Por ordem do presidente, aliás, o ministro da Defesa faz o que seu antecessor Fernando Azevedo e Silva e os três comandantes das Forças demitidos se recusaram a fazer na arena política e, se precisar, enfrenta o Supremo.

A Corte é vista pelo Planalto como “centro de ativismo político” para derrubar Bolsonaro. É por ali que passam investigações que vão desde inquéritos abertos para apurar o financiamento de fake news e atos antidemocráticos até brigas do presidente com governadores, tendo como alvo medidas de isolamento social na pandemia.

Dos 11 ministros do STF, Bolsonaro só nomeou até hoje Kassio Nunes Marques, mas no mês que vem contará com mais um aliado. Marco Aurélio Mello marcou a aposentadoria para 5 de julho e o presidente vai indicar para sua cadeira um nome “terrivelmente evangélico”. Tudo indica que será o atual titular da Advocacia-Geral da União, André Mendonça.
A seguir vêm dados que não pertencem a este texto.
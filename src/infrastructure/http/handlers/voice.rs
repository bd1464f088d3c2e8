//! Voice HTTP Handlers

use axum::{
    extract::{Multipart, State},
    http::HeaderMap,
    Json,
};
use serde::{Deserialize, Serialize};
use std::path::PathBuf;
use std::sync::Arc;
use uuid::Uuid;

use crate::application::{CloneVoice, DeleteVoiceClone, ListAvailableVoices, ListMyVoiceClones};
use crate::domain::voice::VoiceClone;
use crate::infrastructure::http::dto::{ApiResponse, Empty};
use crate::infrastructure::http::error::ApiError;
use crate::infrastructure::http::handlers::require_user_id;
use crate::infrastructure::http::state::AppState;

// ============================================================================
// DTOs
// ============================================================================

#[derive(Debug, Serialize)]
pub struct ProviderVoiceResponse {
    pub voice_id: String,
    pub name: String,
    pub category: Option<String>,
    pub description: Option<String>,
}

#[derive(Debug, Serialize)]
pub struct VoiceCloneResponse {
    pub id: Uuid,
    pub provider_voice_id: String,
    pub name: String,
    pub sample_url: String,
    pub created_at: String,
}

impl From<VoiceClone> for VoiceCloneResponse {
    fn from(clone: VoiceClone) -> Self {
        Self {
            id: clone.id,
            provider_voice_id: clone.provider_voice_id,
            name: clone.name,
            sample_url: clone.sample_url,
            created_at: clone.created_at.to_rfc3339(),
        }
    }
}

#[derive(Debug, Deserialize)]
pub struct DeleteVoiceCloneRequest {
    pub id: Uuid,
}

// ============================================================================
// Handlers
// ============================================================================

/// 列出 TTS 服务端的预置音色
pub async fn list_available_voices(
    State(state): State<Arc<AppState>>,
) -> Result<Json<ApiResponse<Vec<ProviderVoiceResponse>>>, ApiError> {
    let voices = state
        .list_available_voices_handler
        .handle(ListAvailableVoices)
        .await?;

    let responses: Vec<ProviderVoiceResponse> = voices
        .into_iter()
        .map(|v| ProviderVoiceResponse {
            voice_id: v.voice_id,
            name: v.name,
            category: v.category,
            description: v.description,
        })
        .collect();

    Ok(Json(ApiResponse::success(responses)))
}

/// 列出用户自己的克隆音色
pub async fn list_my_voice_clones(
    State(state): State<Arc<AppState>>,
    headers: HeaderMap,
) -> Result<Json<ApiResponse<Vec<VoiceCloneResponse>>>, ApiError> {
    let user_id = require_user_id(&headers)?;

    let clones = state
        .list_my_voice_clones_handler
        .handle(ListMyVoiceClones { user_id })
        .await?;

    Ok(Json(ApiResponse::success(
        clones.into_iter().map(VoiceCloneResponse::from).collect(),
    )))
}

/// 克隆音色（multipart: name + file）
pub async fn clone_voice(
    State(state): State<Arc<AppState>>,
    headers: HeaderMap,
    mut multipart: Multipart,
) -> Result<Json<ApiResponse<VoiceCloneResponse>>, ApiError> {
    let user_id = require_user_id(&headers)?;

    let mut name: Option<String> = None;
    let mut audio_data: Option<Vec<u8>> = None;
    let mut file_name: Option<String> = None;

    while let Some(field) = multipart
        .next_field()
        .await
        .map_err(|e| ApiError::BadRequest(format!("Failed to read multipart field: {}", e)))?
    {
        let field_name = field.name().unwrap_or_default().to_string();

        match field_name.as_str() {
            "name" => {
                name = Some(
                    field
                        .text()
                        .await
                        .map_err(|e| ApiError::BadRequest(format!("Failed to read name: {}", e)))?,
                );
            }
            "file" => {
                let filename = field.file_name().map(|s| s.to_string());

                // 验证音频格式
                let ext = filename.as_ref().and_then(|f| {
                    PathBuf::from(f)
                        .extension()
                        .and_then(|e| e.to_str())
                        .map(|s| s.to_lowercase())
                });
                let valid_exts = ["wav", "mp3", "flac", "ogg", "m4a", "webm"];
                if !ext
                    .as_ref()
                    .map(|e| valid_exts.contains(&e.as_str()))
                    .unwrap_or(false)
                {
                    return Err(ApiError::BadRequest(
                        "Only WAV, MP3, FLAC, OGG, M4A, WEBM audio files are allowed".to_string(),
                    ));
                }

                file_name = filename;
                audio_data = Some(
                    field
                        .bytes()
                        .await
                        .map_err(|e| ApiError::BadRequest(format!("Failed to read file: {}", e)))?
                        .to_vec(),
                );
            }
            _ => {}
        }
    }

    let name = name.ok_or_else(|| ApiError::BadRequest("Name is required".to_string()))?;
    let audio_data =
        audio_data.ok_or_else(|| ApiError::BadRequest("Audio file is required".to_string()))?;
    let file_name = file_name.unwrap_or_else(|| "sample.mp3".to_string());

    let command = CloneVoice {
        user_id,
        name,
        audio_data,
        file_name,
    };
    let clone = state.clone_voice_handler.handle(command).await?;

    Ok(Json(ApiResponse::success(VoiceCloneResponse::from(clone))))
}

/// 删除克隆音色
pub async fn delete_voice_clone(
    State(state): State<Arc<AppState>>,
    headers: HeaderMap,
    Json(req): Json<DeleteVoiceCloneRequest>,
) -> Result<Json<ApiResponse<Empty>>, ApiError> {
    let user_id = require_user_id(&headers)?;

    state
        .delete_voice_clone_handler
        .handle(DeleteVoiceClone {
            user_id,
            id: req.id,
        })
        .await?;

    Ok(Json(ApiResponse::ok()))
}
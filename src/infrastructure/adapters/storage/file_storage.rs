//! File Storage - 基于本地文件系统的对象存储
//!
//! 实现 ObjectStoragePort trait
//!
//! 对象 key 直接映射为根目录下的相对路径，
//! 公开 URL 形如 `{base_url}/files/{key}`，由 HTTP 层的 /files 路由提供下载。

use async_trait::async_trait;
use std::path::{Component, Path, PathBuf};
use tokio::fs;

use crate::application::ports::{ObjectStoragePort, StorageError, StoredObject};

/// 本地文件存储
pub struct FileObjectStorage {
    /// 存储根目录
    root_dir: PathBuf,
    /// 公开访问的 Base URL（不含尾部斜杠）
    public_base_url: String,
}

impl FileObjectStorage {
    pub fn new(root_dir: impl Into<PathBuf>, public_base_url: impl Into<String>) -> Self {
        let mut public_base_url = public_base_url.into();
        while public_base_url.ends_with('/') {
            public_base_url.pop();
        }
        Self {
            root_dir: root_dir.into(),
            public_base_url,
        }
    }

    /// 校验 key 并解析为根目录下的路径
    ///
    /// 拒绝空 key、绝对路径和包含 `..` 的 key，防止越出根目录
    fn resolve_key(&self, key: &str) -> Result<PathBuf, StorageError> {
        if key.is_empty() {
            return Err(StorageError::InvalidKey("Key cannot be empty".to_string()));
        }

        let path = Path::new(key);
        if path.is_absolute() {
            return Err(StorageError::InvalidKey(format!(
                "Key cannot be absolute: {}",
                key
            )));
        }
        for component in path.components() {
            match component {
                Component::Normal(_) => {}
                _ => {
                    return Err(StorageError::InvalidKey(format!(
                        "Key contains invalid path component: {}",
                        key
                    )));
                }
            }
        }

        Ok(self.root_dir.join(path))
    }

    fn object_url(&self, key: &str) -> String {
        format!("{}/files/{}", self.public_base_url, key)
    }
}

#[async_trait]
impl ObjectStoragePort for FileObjectStorage {
    async fn put(
        &self,
        key: &str,
        data: &[u8],
        content_type: &str,
    ) -> Result<StoredObject, StorageError> {
        let path = self.resolve_key(key)?;

        if let Some(parent) = path.parent() {
            fs::create_dir_all(parent)
                .await
                .map_err(|e| StorageError::IoError(e.to_string()))?;
        }

        let size = data.len();
        fs::write(&path, data)
            .await
            .map_err(|e| StorageError::IoError(e.to_string()))?;

        tracing::debug!(key = %key, size, content_type = %content_type, "Object stored");

        Ok(StoredObject {
            key: key.to_string(),
            url: self.object_url(key),
        })
    }

    async fn get(&self, key: &str) -> Result<Vec<u8>, StorageError> {
        let path = self.resolve_key(key)?;

        match fs::read(&path).await {
            Ok(data) => Ok(data),
            Err(e) if e.kind() == std::io::ErrorKind::NotFound => {
                Err(StorageError::NotFound(key.to_string()))
            }
            Err(e) => Err(StorageError::IoError(e.to_string())),
        }
    }

    async fn delete(&self, key: &str) -> Result<(), StorageError> {
        let path = self.resolve_key(key)?;

        match fs::remove_file(&path).await {
            Ok(()) => Ok(()),
            // 删除不存在的对象视为成功
            Err(e) if e.kind() == std::io::ErrorKind::NotFound => Ok(()),
            Err(e) => Err(StorageError::IoError(e.to_string())),
        }
    }
}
Na terça-feira, 1.°, o ministro do Supremo Luís Roberto Barroso deu uma sentença que reflete o desgaste nas relações entre a Corte e o governo. “Intime-se o ministro da Defesa para ciência desta decisão”, escreveu Barroso, que também é presidente do Tribunal Superior Eleitoral (TSE).

Relator de uma ação que pede a proteção da vida, da saúde e da segurança de índios Yanomami e Munduruku, ameaçados por violentos ataques de invasores, o magistrado demonstrou contrariedade com o argumento de que as Forças Armadas não têm verba para a operação. “Registro com desalento o fato de que as Forças Armadas brasileiras não tenham recursos para apoiar uma operação determinada pelo Poder Judiciário para impedir o massacre de populações indígenas”, observou o juiz.

Em 1992, quando o capitão da reserva Jair Bolsonaro estava proibido de entrar em unidades do Exército – já que no fim dos anos 1980 quase havia sido expulso da corporação por indisciplina ­–, seus colegas o ajudaram a organizar um protesto. Então deputado federal, Bolsonaro sentou no capô de seu Chevette azul e bloqueou a entrada para a Academia Militar das Agulhas Negras (Aman), em Resende, no Rio. Queria participar da formatura da turma de cadetes, que estava prestes a começar. Chamava o então comandante do Exército, Eraldo Tinoco, de “banana”. Só saiu de lá depois dos apelos do “Major Ramos” e, mesmo assim, em cima do capô do Chevette.

Hoje general, Luiz Eduardo Ramos foi transferido para a Casa Civil, antes comandada por Braga Netto, na dança das cadeiras de março. Amigo de Bolsonaro há mais de 40 anos, Ramos não tem, no entanto, a mesma preocupação de ministros do Supremo. Tomara que ele esteja certo.